For a Sustainable Prosperity / Reinaldo Escobar

Two new words have been incorporated into the Newspeak of Cuban political officials and leaders: prosperous and sustainable. These “recent” adjectives are greatly used to describe the society they are trying to achieve or the socialism that is supposedly under construction.

Both terms were rolled out in General President Raul Castro’s inauguration speech for his second term, and soon were already appearing on the banners hung behind the presidential table at official events, on TV ads, and very quickly on billboards.

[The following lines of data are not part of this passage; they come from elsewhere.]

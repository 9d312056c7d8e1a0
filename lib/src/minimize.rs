/*! DFA minimization by iterative partition refinement.

States that can't be told apart by any future input are collapsed into one
(Myhill–Nerode equivalence). The refinement is the direct fixed-point
algorithm rather than Hopcroft's: worst case O(n² · |alphabet|), but simple
and exact. The number of blocks is monotonically non-decreasing and bounded
by the reachable state count, which is what makes the loop terminate.
*/

use std::collections::{BTreeMap, BTreeSet};

use log::debug;
use rustc_hash::FxHashMap;

use crate::dfa::Dfa;
use crate::nfa::StateId;

/// A block of DFA states believed behaviorally equivalent.
type Block = BTreeSet<StateId>;

/// The destinations of one state under the sorted alphabet, expressed as
/// indices of the blocks those destinations belong to. `None` is the
/// sentinel for a missing transition. Two states in the same block with
/// equal signatures are (so far) indistinguishable.
type Signature = Vec<Option<usize>>;

impl Dfa {
    /// Returns an equivalent DFA with the minimal number of states.
    ///
    /// Unreachable states are pruned first, then the reachable ones are
    /// partitioned into accepting and non-accepting blocks and refined until
    /// a full pass produces no split. Each final block becomes one state of
    /// the result, labeled with the identities of its members. A degenerate
    /// automaton with no initial state is returned unchanged.
    pub fn minimize(&self) -> Dfa {
        let initial = match self.initial() {
            Some(id) => id,
            None => return self.clone(),
        };

        let reachable = self.reachable_states();
        let accepting: Block = reachable
            .iter()
            .copied()
            .filter(|id| self.is_accepting(*id))
            .collect();
        let non_accepting: Block =
            reachable.difference(&accepting).copied().collect();

        let mut partitions: Vec<Block> = Vec::new();
        if !non_accepting.is_empty() {
            partitions.push(non_accepting);
        }
        if !accepting.is_empty() {
            partitions.push(accepting);
        }

        loop {
            let mut changed = false;
            let mut refined = Vec::with_capacity(partitions.len());
            for block in &partitions {
                let pieces = self.split_block(block, &partitions);
                if pieces.len() > 1 {
                    changed = true;
                }
                refined.extend(pieces);
            }
            partitions = refined;
            if !changed {
                break;
            }
        }

        let minimized = self.rebuild(&partitions, initial);

        debug!(
            "minimization: {} states down to {}",
            self.state_count(),
            minimized.state_count()
        );

        minimized
    }

    /// The states reachable from the initial state via any transition.
    fn reachable_states(&self) -> BTreeSet<StateId> {
        let mut reachable = BTreeSet::new();
        let mut pending: Vec<StateId> = self.initial().into_iter().collect();
        while let Some(id) = pending.pop() {
            if !reachable.insert(id) {
                continue;
            }
            for (_, destination) in self.state(id).transitions() {
                if !reachable.contains(&destination) {
                    pending.push(destination);
                }
            }
        }
        reachable
    }

    /// Groups the members of `block` by signature. A block whose members all
    /// agree comes back whole; otherwise one sub-block per distinct
    /// signature. Grouping through a `BTreeMap` keeps the sub-block order
    /// deterministic.
    fn split_block(&self, block: &Block, partitions: &[Block]) -> Vec<Block> {
        if block.len() <= 1 {
            return vec![block.clone()];
        }
        let mut groups: BTreeMap<Signature, Block> = BTreeMap::new();
        for &id in block {
            groups
                .entry(self.signature(id, partitions))
                .or_default()
                .insert(id);
        }
        groups.into_values().collect()
    }

    fn signature(&self, id: StateId, partitions: &[Block]) -> Signature {
        self.alphabet()
            .map(|symbol| {
                self.transition(id, symbol).map(|destination| {
                    partitions
                        .iter()
                        .position(|block| block.contains(&destination))
                        .unwrap_or(usize::MAX)
                })
            })
            .collect()
    }

    /// Builds the minimized DFA: one state per block, accepting iff any
    /// member was, transitions copied from an arbitrary representative. All
    /// members of a block agree on which block every symbol leads to (that
    /// is the refinement fixed point), so any representative yields the same
    /// destination block.
    fn rebuild(&self, partitions: &[Block], initial: StateId) -> Dfa {
        let mut block_of: FxHashMap<StateId, usize> = FxHashMap::default();
        for (index, block) in partitions.iter().enumerate() {
            for &id in block {
                block_of.insert(id, index);
            }
        }

        let mut minimized = Dfa::default();
        for block in partitions {
            let accepting = block.iter().any(|id| self.is_accepting(*id));
            minimized.add_state(block.clone(), accepting);
        }
        minimized.set_initial(block_of[&initial]);

        for (index, block) in partitions.iter().enumerate() {
            let representative = match block.iter().next() {
                Some(&id) => id,
                None => continue,
            };
            for symbol in self.alphabet() {
                if let Some(destination) =
                    self.transition(representative, symbol)
                {
                    minimized.add_transition(
                        index,
                        symbol,
                        block_of[&destination],
                    );
                }
            }
        }

        minimized.set_alphabet(self.alphabet().collect());
        minimized
    }
}

#[cfg(test)]
mod tests {
    use std::collections::BTreeSet;

    use pretty_assertions::assert_eq;

    use crate::dfa::Dfa;
    use crate::nfa::Nfa;
    use crate::postfix::to_postfix;
    use crate::tokens::tokenize;

    fn dfa(expression: &str) -> Dfa {
        let nfa = Nfa::from_postfix(
            &to_postfix(&tokenize(expression).unwrap()).unwrap(),
        )
        .unwrap();
        Dfa::from_nfa(&nfa)
    }

    #[test]
    fn textbook_example_has_four_states() {
        // `(a|b)*abb` minimizes to the well-known 4-state automaton.
        let minimized = dfa("(a|b)*abb").minimize();
        assert_eq!(minimized.state_count(), 4);
        assert!(minimized.matches("abb"));
        assert!(minimized.matches("aabb"));
        assert!(minimized.matches("babb"));
        assert!(!minimized.matches("aab"));
    }

    #[test]
    fn never_increases_the_state_count() {
        for expression in ["a", "a|b", "a*", "ab", "a+", "(a|b)*abb", "a?b?c?"]
        {
            let dfa = dfa(expression);
            assert!(dfa.minimize().state_count() <= dfa.state_count());
        }
    }

    #[test]
    fn idempotent() {
        let minimized = dfa("(a|b)*abb").minimize();
        assert_eq!(
            minimized.minimize().state_count(),
            minimized.state_count()
        );
    }

    #[test]
    fn distinguishes_accepting_from_non_accepting() {
        // `a` has an accepting and a non-accepting reachable state; they
        // must not collapse.
        let minimized = dfa("a").minimize();
        assert_eq!(minimized.state_count(), 2);
        assert!(minimized.matches("a"));
        assert!(!minimized.matches(""));
    }

    #[test]
    fn labels_are_the_original_identities() {
        let dfa = dfa("(a|b)*abb");
        let minimized = dfa.minimize();
        let mut covered = BTreeSet::new();
        for (_, state) in minimized.states() {
            covered.extend(state.label().iter().copied());
        }
        // The block labels cover exactly the reachable original states, and
        // subset construction only ever creates reachable states.
        assert_eq!(
            covered,
            dfa.states().map(|(id, _)| id).collect::<BTreeSet<_>>()
        );
    }

    #[test]
    fn alphabet_is_preserved() {
        let dfa = dfa("(a|b)*abb");
        let minimized = dfa.minimize();
        assert_eq!(
            minimized.alphabet().collect::<Vec<_>>(),
            dfa.alphabet().collect::<Vec<_>>()
        );
    }

    #[test]
    fn degenerate_automaton_is_returned_unchanged() {
        let empty = Dfa::default();
        let minimized = empty.minimize();
        assert_eq!(minimized.state_count(), 0);
        assert!(!minimized.matches(""));
    }
}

In fact part they make up a part of the key slogan of the coming May Day.

In recent decades prosperity has always been seen as a petty bourgeois aspiration, and sustainability as a concept rejected for being opposed to the voluntarism* prevailing in the long years of the mandate of the comandante en jefe, years when the Maximum Leader tried to implement his crazy ideas “at any price.”

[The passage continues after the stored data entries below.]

use std::fs;
use std::path::{Path, PathBuf};

use anyhow::Context;
use clap::{arg, value_parser, ArgMatches, Command};
use itertools::Itertools;
use yansi::Color::{Green, Red};
use yansi::Paint;

use rdfa::{Compilation, Dfa, Nfa};

use crate::dot;

/// Separators between the expression and the test string, tried in order.
const SEPARATORS: [&str; 3] = ["=>", ";", "\t"];

pub fn check() -> Command {
    super::command("check")
        .about("Compile and test the expressions listed in a file")
        .long_about(
            "Compile and test the expressions listed in a file.\n\n\
             Each non-empty line that doesn't start with `#` contains an \
             expression, optionally followed by a separator (`=>`, `;` or a \
             tab) and a test string. A test string that is exactly `@` or \
             `ε` denotes the empty string. Every line is compiled and \
             simulated independently; a failing line is reported and \
             processing continues with the next one.",
        )
        .arg(
            arg!(<EXPRS_PATH>)
                .help("Path to a file with one expression per line")
                .value_parser(value_parser!(PathBuf)),
        )
        .arg(
            arg!(-d --"dot-dir" <DIR>)
                .help("Write Graphviz DOT files for every automaton into the given directory")
                .value_parser(value_parser!(PathBuf)),
        )
}

pub fn exec_check(args: &ArgMatches) -> anyhow::Result<()> {
    let exprs_path = args.get_one::<PathBuf>("EXPRS_PATH").unwrap();
    let dot_dir = args.get_one::<PathBuf>("dot-dir");

    let src = fs::read_to_string(exprs_path).with_context(|| {
        format!("can not read `{}`", exprs_path.display())
    })?;

    if let Some(dir) = dot_dir {
        fs::create_dir_all(dir).with_context(|| {
            format!("can not create `{}`", dir.display())
        })?;
    }

    for (line_number, line) in src.lines().enumerate() {
        let line_number = line_number + 1;
        let (expression, input) = match split_line(line) {
            Some(pair) => pair,
            None => continue,
        };

        println!();
        println!("line {}: `{}`", line_number, expression);
        if input.is_empty() {
            println!("  input: (empty)");
        } else {
            println!("  input: `{}`", input);
        }

        let compilation = match rdfa::compile(expression) {
            Ok(compilation) => compilation,
            Err(err) => {
                println!("  {} {}", "error:".paint(Red).bold(), err);
                continue;
            }
        };

        print_report(&compilation, input);

        if let Some(dir) = dot_dir {
            write_dot_files(dir, line_number, &compilation)?;
        }
    }

    Ok(())
}

/// Splits a line into an expression and a test string.
///
/// Returns `None` for empty lines and `#` comments. A test string that is
/// exactly `@` or `ε` denotes the empty string.
fn split_line(line: &str) -> Option<(&str, &str)> {
    let raw = line.trim();
    if raw.is_empty() || raw.starts_with('#') {
        return None;
    }
    for separator in SEPARATORS {
        if let Some((expression, input)) = raw.split_once(separator) {
            let input = input.trim();
            let input =
                if input == "@" || input == "ε" { "" } else { input };
            return Some((expression.trim(), input));
        }
    }
    Some((raw, ""))
}

fn print_report(compilation: &Compilation, input: &str) {
    println!("  postfix: {}", compilation.postfix_notation());
    println!("  NFA: {}", nfa_summary(&compilation.nfa));
    println!("  DFA: {}", dfa_summary(&compilation.dfa));
    println!("  minimized DFA: {}", dfa_summary(&compilation.min_dfa));
    println!(
        "  minimization: {} states, {} minimized, {} removed",
        compilation.dfa.state_count(),
        compilation.min_dfa.state_count(),
        compilation.dfa.state_count() - compilation.min_dfa.state_count()
    );
    println!(
        "  NFA simulation: {}",
        verdict(compilation.nfa.matches(input))
    );
    println!(
        "  DFA simulation: {}",
        verdict(compilation.dfa.matches(input))
    );
    println!(
        "  minimized DFA simulation: {}",
        verdict(compilation.min_dfa.matches(input))
    );
}

fn verdict(accepted: bool) -> String {
    if accepted {
        "accepted".paint(Green).to_string()
    } else {
        "rejected".paint(Red).to_string()
    }
}

fn nfa_summary(nfa: &Nfa) -> String {
    format!(
        "{} states, initial {}, accepting {{{}}}, alphabet {{{}}}",
        nfa.state_count(),
        nfa.initial().map_or("none".to_string(), |id| id.to_string()),
        nfa.accepting_states().join(", "),
        nfa.alphabet().join(", "),
    )
}

fn dfa_summary(dfa: &Dfa) -> String {
    format!(
        "{} states, initial {}, accepting {{{}}}, alphabet {{{}}}",
        dfa.state_count(),
        dfa.initial().map_or("none".to_string(), |id| id.to_string()),
        dfa.accepting_states().join(", "),
        dfa.alphabet().join(", "),
    )
}

fn write_dot_files(
    dir: &Path,
    line_number: usize,
    compilation: &Compilation,
) -> anyhow::Result<()> {
    let write = |name: &str, contents: String| -> anyhow::Result<()> {
        let path = dir.join(format!("line_{}.{}.dot", line_number, name));
        fs::write(&path, contents)
            .with_context(|| format!("can not write `{}`", path.display()))
    };
    write("nfa", dot::nfa(&compilation.nfa))?;
    write("dfa", dot::dfa(&compilation.dfa))?;
    write("min", dot::dfa(&compilation.min_dfa))?;
    Ok(())
}

#[cfg(test)]
mod tests {
    use pretty_assertions::assert_eq;

    use super::split_line;

    #[test]
    fn expression_and_input() {
        assert_eq!(split_line("a|b => ab"), Some(("a|b", "ab")));
        assert_eq!(split_line("a|b ; b"), Some(("a|b", "b")));
        assert_eq!(split_line("a|b\tb"), Some(("a|b", "b")));
    }

    #[test]
    fn only_the_first_separator_splits() {
        assert_eq!(split_line("a;b => x;y"), Some(("a;b", "x;y")));
    }

    #[test]
    fn expression_without_input() {
        assert_eq!(split_line("(a|b)*"), Some(("(a|b)*", "")));
    }

    #[test]
    fn epsilon_input_is_the_empty_string() {
        assert_eq!(split_line("a* => @"), Some(("a*", "")));
        assert_eq!(split_line("a* => ε"), Some(("a*", "")));
    }

    #[test]
    fn comments_and_blank_lines_are_skipped() {
        assert_eq!(split_line(""), None);
        assert_eq!(split_line("   "), None);
        assert_eq!(split_line("# a comment"), None);
    }
}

It is difficult not to associate prosperity with visible (if not obvious) improvements in the material life of individuals: A comfortable home, appliances, a private vehicle, a balanced diet, clothing that satisfies individual taste, resort vacations and other details that healthy human ambition can add to an endless list.

The best way to understand what the new bosses interpreted as sustainable is to list what has been dismantled as unsustainable: the schools in the countryside, unearned handouts, free workplace cafeterias, inflated payrolls to mask unemployment, decentralization of university education, “social workers”**, the Battle of Ideas as an omnipresent super-ministry investment, and other more abstract things such as the waste of resources and galloping corruption.

As I enjoy playing with words I think that, as a comprehensible goal, a “sustainable prosperity” — the Chinese say “a moderate prosperity” — is better than “prosperous sustainability.” The first step would be to decriminalize prosperity, eliminate forever the persecution against anyone who manages to legitimately improve their life, and for this it would be worth the redundancy to legalize many things, among them the ownership of the means of production and the exploitation of the labor of others, understanding “exploitation” as an economic term, not as cruelty. Where does all this lead. . .?

There are none so blind as those who will not see.

Translator’s notes:
*”Voluntarism” in this context relates to the concept as it was defined by Mao:any social or economic barrier can be overcome by sheer willpower and “voluntary” action.
** “Social work” in this context means an army of young people put to work on government projects.